Remember how, some time ago, I told you about Chases and how we can’t just play games the normal way? (I’m talking about the blog post GAMES)  Anyway, yesterday is a great example.

What started as an innocent game of Chineese Checkers, (which I won… obviously) morphed into a second game called “Death Marbles”, in which one of your marbles was a gigantic killer marble that would kill any other marble it jumped over. (Kind of a mixture of Sorry and Chineese Checkers) This was Maria’s idea, mostly because she found a large scary black marble and wanted to send all of our marbles home crying. Laura added a “bonus candy” aspect that was simply delightful.  It was great, at first: Laura’s Death Marble (which was filled with toothpaste-looking-substance) could talk, My Death Marble was a loud stomper, Maria’s Death Marble was both mute and insecure, and Marta’s Death Marble went on rampages that made 10 marbles from other players (usually Laura and Maria) back to home base, still licking their wounds. It seemed like a great idea, until a 1/2 hour game turned into a 1 hour death-match between Marta and myself, and poor Laura and Maria were just caught in the cross-fire.
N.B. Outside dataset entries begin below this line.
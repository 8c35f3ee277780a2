//! Tokenizer for the compact schema description language.
//!
//! ```text
//! description := clause (',' clause)*
//! clause      := name ':' width | name ':' offset ':' width
//! ```
//!
//! A negative width marks a signed field. Clauses without an offset are placed
//! directly after everything declared before them.

use crate::errors::SchemaError;

/// One parsed `name:width` or `name:offset:width` clause.
#[derive(Debug, Clone, Copy, PartialEq, Eq)]
pub struct Clause<'a> {
    pub name: &'a str,
    /// `None` when the field follows the running offset.
    pub offset: Option<i64>,
    /// Signed bit count; negative means two's-complement.
    pub width: i64,
}

/// Splits `description` into clauses without validating widths or names against each other.
pub fn parse_clauses(description: &str) -> Result<Vec<Clause<'_>>, SchemaError> {
    description.split(',').map(parse_clause).collect()
}

fn parse_clause(clause: &str) -> Result<Clause<'_>, SchemaError> {
    let parts: Vec<&str> = clause.split(':').map(str::trim).collect();

    let (name, offset, width) = match parts.as_slice() {
        [name, width] => (*name, None, *width),
        [name, offset, width] => (*name, Some(*offset), *width),
        _ => {
            return Err(parse_error(
                clause,
                "expected `name:width` or `name:offset:width`",
            ));
        }
    };

    if name.is_empty() {
        return Err(parse_error(clause, "field name is empty"));
    }

    let offset = offset
        .map(|token| parse_int(clause, "offset", token))
        .transpose()?;
    let width = parse_int(clause, "width", width)?;

    Ok(Clause {
        name,
        offset,
        width,
    })
}

fn parse_int(clause: &str, what: &str, token: &str) -> Result<i64, SchemaError> {
    token
        .parse::<i64>()
        .map_err(|_| parse_error(clause, &format!("{what} `{token}` is not an integer")))
}

fn parse_error(clause: &str, reason: &str) -> SchemaError {
    SchemaError::Parse {
        clause: clause.to_string(),
        reason: reason.to_string(),
    }
}
//! WASM bindings for the `bitfield-decoder` schema codec.
//!
//! JavaScript hands over numbers (or `BigInt`s) and arrays of them; this crate
//! converts those dynamic values into the typed shapes the decoder works on,
//! which is where non-integral input and unsupported containers are rejected.
//!
//! ```text
//! // const ecal = new WasmDecoder("system:4,cryo:1,module:11,type:3,subtype:3,cell:6,eta:9");
//! // ecal.value("module", 36280732133);         // 79
//! // ecal.setValue(36280732133);
//! // ecal.value("eta");                          // 135
//! // ecal.decodeMany("cell", [[36280732133], [35987131109, 0]]);  // [[10], [4, 0]]
//! ```
//!
//! Errors are returned to JavaScript as strings holding the error message.

mod convert;

use bitfield_decoder::{Decoder, Schema, serde::SchemaDef};
use wasm_bindgen::prelude::*;

/// A decoder usable from JavaScript. Owns its schema and current value register.
#[wasm_bindgen]
pub struct WasmDecoder {
    decoder: Decoder,
}

#[wasm_bindgen]
impl WasmDecoder {
    /// Builds a decoder from a description such as `"x:16,y:-16"`.
    #[wasm_bindgen(constructor)]
    pub fn new(description: &str) -> Result<WasmDecoder, JsValue> {
        let decoder = Decoder::new(description).map_err(convert::error_to_js)?;
        Ok(WasmDecoder { decoder })
    }

    /// Builds a decoder from a JSON schema definition (see [SchemaDef]).
    #[wasm_bindgen(js_name = fromJson)]
    pub fn from_json(schema_json: &str) -> Result<WasmDecoder, JsValue> {
        let def: SchemaDef = serde_json::from_str(schema_json).map_err(convert::error_to_js)?;
        let schema = Schema::try_from(def).map_err(convert::error_to_js)?;
        Ok(WasmDecoder {
            decoder: Decoder::from_schema(schema, Default::default()),
        })
    }

    /// Decodes `field` from `value`, or from the stored value when `value` is omitted.
    pub fn value(&self, field: &str, value: JsValue) -> Result<JsValue, JsValue> {
        let result = if value.is_undefined() || value.is_null() {
            self.decoder.value(field)
        } else {
            let packed = convert::json_to_scalar(&from_js(value)?).map_err(convert::error_to_js)?;
            self.decoder.decode(packed, field)
        };
        let decoded = result.map_err(convert::error_to_js)?;

        convert::to_js(&convert::scalar_to_out(decoded))
    }

    #[wasm_bindgen(js_name = setValue)]
    pub fn set_value(&mut self, value: JsValue) -> Result<(), JsValue> {
        let packed = convert::json_to_scalar(&from_js(value)?).map_err(convert::error_to_js)?;
        self.decoder.set_value(packed);
        Ok(())
    }

    /// Decodes `field` from a number or a (nested, possibly jagged) array of numbers,
    /// returning the same shape.
    #[wasm_bindgen(js_name = decodeMany)]
    pub fn decode_many(&self, field: &str, values: JsValue) -> Result<JsValue, JsValue> {
        let packed = convert::json_to_packed(&from_js(values)?).map_err(convert::error_to_js)?;
        let decoded = self
            .decoder
            .decode_many(&packed, field)
            .map_err(convert::error_to_js)?;

        convert::to_js(&convert::decoded_to_out(decoded))
    }

    /// Field specifications in declaration order.
    pub fn fields(&self) -> Result<JsValue, JsValue> {
        convert::to_js(&self.decoder.schema().fields())
    }

    /// Human readable table of the schema.
    pub fn describe(&self) -> String {
        self.decoder.schema().to_string()
    }
}

fn from_js(value: JsValue) -> Result<serde_json::Value, JsValue> {
    serde_wasm_bindgen::from_value(value).map_err(|e| JsValue::from_str(&e.to_string()))
}
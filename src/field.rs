//! Definition of a single named bit field inside a packed 64-bit value.

use std::fmt;

use crate::{
    bits::{self, CONTAINER_BITS},
    errors::{DecodeError, SchemaError},
};

/// One named, contiguous run of bits: offset, width and signedness plus the
/// mask and value range derived from them.
///
/// A `FieldSpec` never changes after construction; all derived values are
/// computed once in [FieldSpec::new].
#[derive(Debug, Clone, PartialEq, Eq)]
#[cfg_attr(feature = "serde", derive(serde::Serialize))]
pub struct FieldSpec {
    name: String,
    offset: u32,
    width: u32,
    signed: bool,
    mask: u64,
    min_val: i128,
    max_val: i128,
}

impl FieldSpec {
    /// Builds a field at `offset`. The sign of `width` selects signedness:
    /// `-16` is a 16-bit two's-complement field, `16` an unsigned one.
    pub fn new(name: impl Into<String>, offset: i64, width: i64) -> Result<Self, SchemaError> {
        let name = name.into();
        let invalid = |reason: String| SchemaError::InvalidField {
            name: name.clone(),
            reason,
        };

        if name.trim().is_empty() {
            return Err(invalid("name must not be empty".to_string()));
        }
        if width == 0 {
            return Err(invalid("width must be non-zero".to_string()));
        }
        if offset < 0 {
            return Err(invalid(format!("offset must be non-negative, got {offset}")));
        }

        let signed = width < 0;
        let magnitude = width.unsigned_abs();
        if magnitude > CONTAINER_BITS as u64 {
            return Err(invalid(format!(
                "width {magnitude} exceeds the {CONTAINER_BITS}-bit container"
            )));
        }
        if offset as u64 + magnitude > CONTAINER_BITS as u64 {
            return Err(invalid(format!(
                "bits {offset}..{} exceed the {CONTAINER_BITS}-bit container",
                offset as u64 + magnitude
            )));
        }

        let offset = offset as u32;
        let width = magnitude as u32;
        let (min_val, max_val) = bits::bounds(width, signed);

        Ok(Self {
            name,
            offset,
            width,
            signed,
            mask: bits::field_mask(offset, width),
            min_val,
            max_val,
        })
    }

    pub fn name(&self) -> &str {
        &self.name
    }

    /// Position of the field's least significant bit.
    pub fn offset(&self) -> u32 {
        self.offset
    }

    /// Number of bits, always in `1..=64`.
    pub fn width(&self) -> u32 {
        self.width
    }

    pub fn is_signed(&self) -> bool {
        self.signed
    }

    /// Bit pattern isolating this field inside the packed value.
    pub fn mask(&self) -> u64 {
        self.mask
    }

    pub fn min_val(&self) -> i128 {
        self.min_val
    }

    pub fn max_val(&self) -> i128 {
        self.max_val
    }

    /// One past the most significant bit of the field.
    pub fn end(&self) -> u32 {
        self.offset + self.width
    }

    /// Returns true when `value` lies in `[min_val, max_val]`.
    pub fn contains(&self, value: i128) -> bool {
        (self.min_val..=self.max_val).contains(&value)
    }

    /// Returns true when both fields claim at least one common bit.
    pub fn overlaps(&self, other: &FieldSpec) -> bool {
        self.mask & other.mask != 0
    }

    /// Extracts this field from `packed`, sign-extending signed fields.
    pub fn extract(&self, packed: u64) -> i128 {
        let raw = bits::read_bits(packed, self.mask, self.offset);

        if self.signed {
            bits::sign_extend(raw, self.width) as i128
        } else {
            raw as i128
        }
    }

    /// Returns `value` unchanged if it is in range, otherwise a [DecodeError::FieldRange].
    pub fn check_range(&self, value: i128) -> Result<i128, DecodeError> {
        if self.contains(value) {
            Ok(value)
        } else {
            Err(DecodeError::FieldRange {
                field: self.name.clone(),
                value,
                min: self.min_val,
                max: self.max_val,
            })
        }
    }

    /// Writes `value` into this field's bits of `packed`, leaving all other bits untouched.
    pub fn insert(&self, packed: u64, value: i128) -> Result<u64, DecodeError> {
        let value = self.check_range(value)?;
        // Truncation keeps the two's-complement pattern of negative values.
        let raw = value as u64;

        Ok(bits::write_bits(packed, self.mask, self.offset, raw))
    }
}

/// Formats the field as an explicit-offset clause, e.g. `x:32:-16`.
impl fmt::Display for FieldSpec {
    fn fmt(&self, f: &mut fmt::Formatter<'_>) -> fmt::Result {
        let sign = if self.signed { "-" } else { "" };
        write!(f, "{}:{}:{}{}", self.name, self.offset, sign, self.width)
    }
}
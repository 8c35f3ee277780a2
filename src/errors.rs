//! Error types for schema construction and field decoding.

use thiserror::Error;

/// Errors produced while turning a description string into a [crate::schema::Schema].
#[derive(Debug, Clone, PartialEq, Eq, Error)]
pub enum SchemaError {
    /// A clause has the wrong number of `:`-separated parts or a token is not an integer.
    #[error("invalid field description `{clause}`: {reason}")]
    Parse { clause: String, reason: String },
    /// Width is zero or too wide, offset is negative, or the field leaves the 64-bit container.
    #[error("invalid field `{name}`: {reason}")]
    InvalidField { name: String, reason: String },
    /// The same name appears in more than one clause.
    #[error("field `{0}` is defined more than once")]
    DuplicateField(String),
    /// Two fields share bits. Only raised under [crate::config::OverlapPolicy::Reject].
    #[error("field `{second}` overlaps bits already used by `{first}`")]
    OverlappingFields { first: String, second: String },
}

/// Errors produced when reading fields out of (or writing them into) packed values.
#[derive(Debug, Clone, PartialEq, Eq, Error)]
pub enum DecodeError {
    /// The schema has no field with this name.
    #[error("field `{0}` does not exist")]
    UnknownField(String),
    /// A value that must be an integer was something else.
    #[error("value must be an integer, got {0}")]
    TypeMismatch(String),
    /// Bulk input is neither an integer nor an array of them.
    #[error("unsupported value type for bulk decode: {0}")]
    UnsupportedValueType(String),
    /// A value lies outside the field's legal range.
    #[error("value {value} of field `{field}` is outside [{min}, {max}]")]
    FieldRange {
        field: String,
        value: i128,
        min: i128,
        max: i128,
    },
}
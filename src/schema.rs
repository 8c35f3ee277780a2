//! Schema: ordered set of [FieldSpec]s built from a description string.

use std::{collections::HashMap, fmt, str::FromStr};

use tracing::{debug, warn};

use crate::{
    config::OverlapPolicy,
    description::{Clause, parse_clauses},
    errors::SchemaError,
    field::FieldSpec,
};

/// An immutable, ordered table of fields. Use [Schema::parse] to build one from
/// a description such as `"system:8,barrel:8:3,x:32:-16,y:-16"`.
#[derive(Debug, Clone, PartialEq, Eq)]
pub struct Schema {
    /// Fields in declaration order.
    fields: Vec<FieldSpec>,
    index: HashMap<String, usize>,
    total_bits: u32,
}

impl Schema {
    /// Parses a description, allowing explicit-offset fields to overlap.
    pub fn parse(description: &str) -> Result<Self, SchemaError> {
        Self::parse_with(description, OverlapPolicy::default())
    }

    /// Parses a description, applying `overlap` to fields that share bits.
    ///
    /// `name:width` clauses are placed at the running offset, which starts at 0.
    /// `name:offset:width` clauses are placed where they say, and move the
    /// running offset past their end if they reach further than it.
    pub fn parse_with(description: &str, overlap: OverlapPolicy) -> Result<Self, SchemaError> {
        Self::from_clauses(parse_clauses(description)?, overlap)
    }

    /// Places clauses one after another, resolving implicit offsets.
    pub(crate) fn from_clauses<'a, I>(clauses: I, overlap: OverlapPolicy) -> Result<Self, SchemaError>
    where
        I: IntoIterator<Item = Clause<'a>>,
    {
        let mut fields = Vec::new();
        let mut cursor = 0i64;

        for clause in clauses {
            let offset = clause.offset.unwrap_or(cursor);
            let field = FieldSpec::new(clause.name, offset, clause.width)?;
            cursor = cursor.max(field.end() as i64);
            fields.push(field);
        }

        Self::compile(fields, overlap)
    }

    /// Builds a schema from fields that were constructed elsewhere.
    pub fn compile(fields: Vec<FieldSpec>, overlap: OverlapPolicy) -> Result<Self, SchemaError> {
        let mut index = HashMap::with_capacity(fields.len());

        for (position, field) in fields.iter().enumerate() {
            if index.insert(field.name().to_string(), position).is_some() {
                return Err(SchemaError::DuplicateField(field.name().to_string()));
            }
        }

        for (position, second) in fields.iter().enumerate() {
            for first in &fields[..position] {
                if !first.overlaps(second) {
                    continue;
                }
                match overlap {
                    OverlapPolicy::Allow => {
                        warn!(
                            first = first.name(),
                            second = second.name(),
                            "schema fields share bits"
                        );
                    }
                    OverlapPolicy::Reject => {
                        return Err(SchemaError::OverlappingFields {
                            first: first.name().to_string(),
                            second: second.name().to_string(),
                        });
                    }
                }
            }
        }

        let total_bits = fields.iter().map(FieldSpec::end).max().unwrap_or(0);

        for field in &fields {
            debug!(
                field = field.name(),
                offset = field.offset(),
                width = field.width(),
                signed = field.is_signed(),
                min = %field.min_val(),
                max = %field.max_val(),
                "schema field"
            );
        }
        debug!(fields = fields.len(), total_bits, "compiled schema");

        Ok(Self {
            fields,
            index,
            total_bits,
        })
    }

    /// Looks up a field by name.
    pub fn get(&self, name: &str) -> Option<&FieldSpec> {
        self.index.get(name).map(|&position| &self.fields[position])
    }

    pub fn contains(&self, name: &str) -> bool {
        self.index.contains_key(name)
    }

    /// Fields in declaration order.
    pub fn fields(&self) -> &[FieldSpec] {
        &self.fields
    }

    pub fn iter(&self) -> std::slice::Iter<'_, FieldSpec> {
        self.fields.iter()
    }

    pub fn names(&self) -> impl Iterator<Item = &str> {
        self.fields.iter().map(FieldSpec::name)
    }

    pub fn len(&self) -> usize {
        self.fields.len()
    }

    pub fn is_empty(&self) -> bool {
        self.fields.is_empty()
    }

    /// One past the highest bit used by any field.
    pub fn total_bits(&self) -> u32 {
        self.total_bits
    }

    /// Canonical description with every offset spelled out, e.g. `"x:0:16,y:16:-16"`.
    /// Parsing it yields an equal schema.
    pub fn to_description(&self) -> String {
        self.fields
            .iter()
            .map(FieldSpec::to_string)
            .collect::<Vec<_>>()
            .join(",")
    }
}

impl FromStr for Schema {
    type Err = SchemaError;

    fn from_str(s: &str) -> Result<Self, Self::Err> {
        Self::parse(s)
    }
}

impl<'a> IntoIterator for &'a Schema {
    type Item = &'a FieldSpec;
    type IntoIter = std::slice::Iter<'a, FieldSpec>;

    fn into_iter(self) -> Self::IntoIter {
        self.fields.iter()
    }
}

/// Renders a table of every field with its layout and value range.
impl fmt::Display for Schema {
    fn fmt(&self, f: &mut fmt::Formatter<'_>) -> fmt::Result {
        writeln!(
            f,
            "{:<10} {:<8} {:<15} {:<10} {:<22} {:<22}",
            "Field", "Offset", "Width (bits)", "Signed", "Min Value", "Max Value"
        )?;
        writeln!(f, "{}", "-".repeat(92))?;

        for field in &self.fields {
            writeln!(
                f,
                "{:<10} {:<8} {:<15} {:<10} {:<22} {:<22}",
                field.name(),
                field.offset(),
                field.width(),
                if field.is_signed() { "Yes" } else { "No" },
                field.min_val(),
                field.max_val()
            )?;
        }

        Ok(())
    }
}
// Copyright (c) 2025 Geoffrey Huntley <ghuntley@ghuntley.com>. All rights reserved.
// SPDX-License-Identifier: Proprietary

//! Shared HTTP utilities for SGNL access clients.
//!
//! This crate provides:
//! - An HTTP client builder driven by [`HttpSettings`] (user agent, timeouts,
//!   TLS verification)
//! - Bounded retry with exponential backoff for transient failures

mod client;
mod retry;

pub use client::{build_client, builder, HttpSettings, DEFAULT_USER_AGENT};
pub use retry::{retry, RetryConfig, RetryableError};
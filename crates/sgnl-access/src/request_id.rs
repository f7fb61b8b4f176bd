// Copyright (c) 2025 Geoffrey Huntley <ghuntley@ghuntley.com>. All rights reserved.
// SPDX-License-Identifier: Proprietary

//! Request ids sent as `X-Request-Id`.
//!
//! Format: `sgnl-{time:08x}-{pid:04x}-{mixed:04x}`, where `time` is the low 32
//! bits of the unix time in seconds, `pid` the low 16 bits of the process id,
//! and `mixed` the low 16 bits of the sub-second nanoseconds xor the pid.
//! Ids are for tracing only and are not secret.

use chrono::Utc;

pub const REQUEST_ID_PREFIX: &str = "sgnl-";

/// Mints a new request id from the current time and process id.
pub fn new_request_id() -> String {
	let now = Utc::now();
	format_request_id(
		now.timestamp() as u32,
		now.timestamp_subsec_nanos(),
		std::process::id(),
	)
}

fn format_request_id(secs: u32, nanos: u32, pid: u32) -> String {
	format!(
		"{REQUEST_ID_PREFIX}{:08x}-{:04x}-{:04x}",
		secs,
		pid & 0xFFFF,
		(nanos ^ pid) & 0xFFFF
	)
}
// Copyright (c) 2025 Geoffrey Huntley <ghuntley@ghuntley.com>. All rights reserved.
// SPDX-License-Identifier: Proprietary

//! Positional correlation of decisions to queries.
//!
//! Decision `i` answers query `i`. The decision's own `assetId` is never
//! consulted. When the service returns fewer decisions than queries, the
//! remaining queries are denied with no reason: an incomplete answer is never
//! treated as permissive. Extra decisions are ignored.

use crate::request::Query;
use crate::response::{Decision, DecisionResponse, Verdict};
use crate::result::{AccessResult, ResultKind};

/// Per-evaluation values copied into every result.
#[derive(Debug, Clone, PartialEq, Eq)]
pub struct ResultContext {
	pub principal_id: String,
	pub request_id: String,
}

impl ResultContext {
	pub fn new(principal_id: impl Into<String>, request_id: impl Into<String>) -> Self {
		Self {
			principal_id: principal_id.into(),
			request_id: request_id.into(),
		}
	}

	pub fn pending(&self, query: &Query) -> AccessResult {
		AccessResult::pending(&self.principal_id, &self.request_id, query)
	}
}

fn apply(result: AccessResult, decision: Option<&Decision>) -> AccessResult {
	match decision {
		Some(d) => result.decide(d.verdict, d.reason.clone()),
		None => result.decide(Verdict::Deny, None),
	}
}

/// Produces exactly one result per query, in query order.
pub fn resolve_decisions(
	ctx: &ResultContext,
	queries: &[Query],
	response: &DecisionResponse,
) -> Vec<AccessResult> {
	queries
		.iter()
		.enumerate()
		.map(|(i, query)| apply(ctx.pending(query), response.decisions.get(i)))
		.collect()
}

/// Resolves a single-query response body.
///
/// Unlike the batch path, parse failures and a missing `decisions` array
/// produce an [`ResultKind::Error`] result rather than no result. An empty
/// array denies.
pub fn resolve_single(ctx: &ResultContext, query: &Query, body: &str) -> AccessResult {
	match DecisionResponse::parse(body) {
		Ok(response) => apply(ctx.pending(query), response.decisions.first()),
		Err(e) => ctx.pending(query).fail(ResultKind::Error, e.to_string()),
	}
}
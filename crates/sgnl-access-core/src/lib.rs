// Copyright (c) 2025 Geoffrey Huntley <ghuntley@ghuntley.com>. All rights reserved.
// SPDX-License-Identifier: Proprietary

//! Core types for SGNL access evaluation.
//!
//! This crate holds everything about an evaluation that does not touch the
//! network: the request payload sent to the policy service, the response
//! envelope it returns, the caller-facing [`AccessResult`], and the
//! positional correlation that turns a decision list back into one result per
//! submitted query. It is shared by the client SDK (`sgnl-access`) and the
//! front-ends built on top of it.
//!
//! # Example
//!
//! ```
//! use sgnl_access_core::{
//!     resolve_decisions, DecisionResponse, EvaluationRequest, Principal, Query, ResultContext,
//!     ResultKind,
//! };
//!
//! let request = EvaluationRequest::new(
//!     Principal::new("alice", "host-1"),
//!     vec![Query::new(Some("cat"), "sudo"), Query::new(Some("/etc/passwd"), "cat")],
//! );
//! let response = DecisionResponse::parse(r#"{"decisions":[{"decision":"Allow"}]}"#).unwrap();
//! let ctx = ResultContext::new("alice", "sgnl-00000000-0000-0000");
//!
//! let results = resolve_decisions(&ctx, &request.queries, &response);
//! assert_eq!(results[0].outcome, ResultKind::Allowed);
//! // Missing decisions are denied.
//! assert_eq!(results[1].outcome, ResultKind::Denied);
//! ```

pub mod request;
pub mod resolver;
pub mod response;
pub mod result;
pub mod search;
pub mod status;

pub use request::{
	validate_principal_id, EvaluationRequest, Principal, Query, DEFAULT_ACTION, MAX_ID_LEN,
};
pub use resolver::{resolve_decisions, resolve_single, ResultContext};
pub use response::{ApiError, Decision, DecisionResponse, ResponseError, Verdict};
pub use result::{AccessResult, ResultKind};
pub use search::{allowed_asset_ids, search_request, SearchResult, DEFAULT_SEARCH_ACTION};
pub use status::classify_status;
// Copyright (c) 2025 Geoffrey Huntley <ghuntley@ghuntley.com>. All rights reserved.
// SPDX-License-Identifier: Proprietary

//! Sudo authorization on top of the SGNL access client.
//!
//! A sudo invocation is authorized only if every part of it is: the command
//! itself (action `"sudo"`), and each non-empty argument as an asset acted on
//! by that command (action = the command name). The first query that is not
//! allowed decides the outcome.

mod command;
mod composer;
mod policy;

pub use command::{resolve_command_path, resolve_username, CommandInfo, DEFAULT_SEARCH_PATH};
pub use composer::{authorize_sudo_invocation, build_queries, reduce_outcomes, SUDO_ACTION};
pub use policy::{PolicyDecision, SudoPolicy};
// Copyright (c) 2025 Geoffrey Huntley <ghuntley@ghuntley.com>. All rights reserved.
// SPDX-License-Identifier: Proprietary

use sgnl_access::AccessClient;
use sgnl_access_core::{AccessResult, Query, ResultKind};
use tracing::debug;

/// Action used for the command query.
pub const SUDO_ACTION: &str = "sudo";

/// Expands an argv into its authorization queries.
///
/// `argv[0]` becomes `{assetId: argv[0], action: "sudo"}`; every non-empty
/// argument after it becomes `{assetId: arg, action: argv[0]}`.
pub fn build_queries<S: AsRef<str>>(argv: &[S]) -> Vec<Query> {
	let Some((command, args)) = argv.split_first() else {
		return Vec::new();
	};
	let command = command.as_ref();

	std::iter::once(Query::new(Some(command), SUDO_ACTION))
		.chain(
			args.iter()
				.map(|s| s.as_ref())
				.filter(|arg| !arg.is_empty())
				.map(|arg| Query::new(Some(arg), command)),
		)
		.collect()
}

/// First outcome that is not `Allowed`, or `Allowed` if there is none.
pub fn reduce_outcomes(results: &[AccessResult]) -> ResultKind {
	results
		.iter()
		.map(|r| r.outcome)
		.find(|kind| *kind != ResultKind::Allowed)
		.unwrap_or(ResultKind::Allowed)
}

/// Authorizes running `argv` as `principal_id`.
///
/// A bare command is a single evaluation; a command with arguments is one
/// batch. A batch that yields no results is an `Error`.
pub async fn authorize_sudo_invocation<S: AsRef<str>>(
	client: &AccessClient,
	principal_id: &str,
	argv: &[S],
) -> ResultKind {
	let queries = build_queries(argv);
	let Some(first) = queries.first() else {
		return ResultKind::Error;
	};
	if first.asset_id.as_deref().map_or(true, str::is_empty) {
		return ResultKind::Error;
	}

	if queries.len() == 1 {
		return client
			.evaluate_one(principal_id, first.asset_id.as_deref(), Some(SUDO_ACTION))
			.await
			.outcome;
	}

	debug!(
		principal_id = %principal_id,
		queries = queries.len(),
		"Authorizing sudo invocation with arguments"
	);

	match client.evaluate_queries(principal_id, queries).await {
		Some(results) => reduce_outcomes(&results),
		None => ResultKind::Error,
	}
}

#[cfg(test)]
mod tests {
	use super::*;
	use sgnl_access_core::Verdict;

	fn result(kind: ResultKind) -> AccessResult {
		let pending = AccessResult::pending("alice", "req", &Query::new(Some("x"), "sudo"));
		match kind {
			ResultKind::Allowed => pending.decide(Verdict::Allow, None),
			ResultKind::Denied => pending.decide(Verdict::Deny, None),
			other => pending.fail(other, "failed"),
		}
	}

	#[test]
	fn command_only() {
		assert_eq!(build_queries(&["ls"]), vec![Query::new(Some("ls"), "sudo")]);
	}

	#[test]
	fn arguments_are_scoped_to_command() {
		assert_eq!(
			build_queries(&["cat", "/etc/passwd"]),
			vec![
				Query::new(Some("cat"), "sudo"),
				Query::new(Some("/etc/passwd"), "cat"),
			]
		);
	}

	#[test]
	fn empty_arguments_are_skipped() {
		let queries = build_queries(&["cp", "", "a", "", "b"]);
		let assets: Vec<_> = queries.iter().map(|q| q.asset_id.clone().unwrap()).collect();
		assert_eq!(assets, vec!["cp", "a", "b"]);
	}

	#[test]
	fn empty_argv_builds_nothing() {
		assert!(build_queries::<&str>(&[]).is_empty());
	}

	#[test]
	fn all_allowed() {
		let results = [result(ResultKind::Allowed), result(ResultKind::Allowed)];
		assert_eq!(reduce_outcomes(&results), ResultKind::Allowed);
	}

	#[test]
	fn first_failure_wins() {
		let results = [
			result(ResultKind::Allowed),
			result(ResultKind::NetworkError),
			result(ResultKind::Denied),
		];
		assert_eq!(reduce_outcomes(&results), ResultKind::NetworkError);

		let results = [result(ResultKind::Denied), result(ResultKind::AuthError)];
		assert_eq!(reduce_outcomes(&results), ResultKind::Denied);
	}
}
Marta won, unfortunately, and my bitterness has not quite dispelled as of yet.. (Especially because I was one turn away from winning before Marta parked her ugly Orange-Speckled-Dark-Green Death Marble smack-dab in the middle of my home triangle, causing me to be stuck in one place until all the rest of her pieces were safe at home.)

Once the screaming ended and the battle was lost (still bitter, btw), Laura declared that she may have nightmares about this game, and Maria announced that that version was “interesting” and that “we may have killed the game of Chinese Checkers for a while” (a very very long while). Death Marbles Strike Again.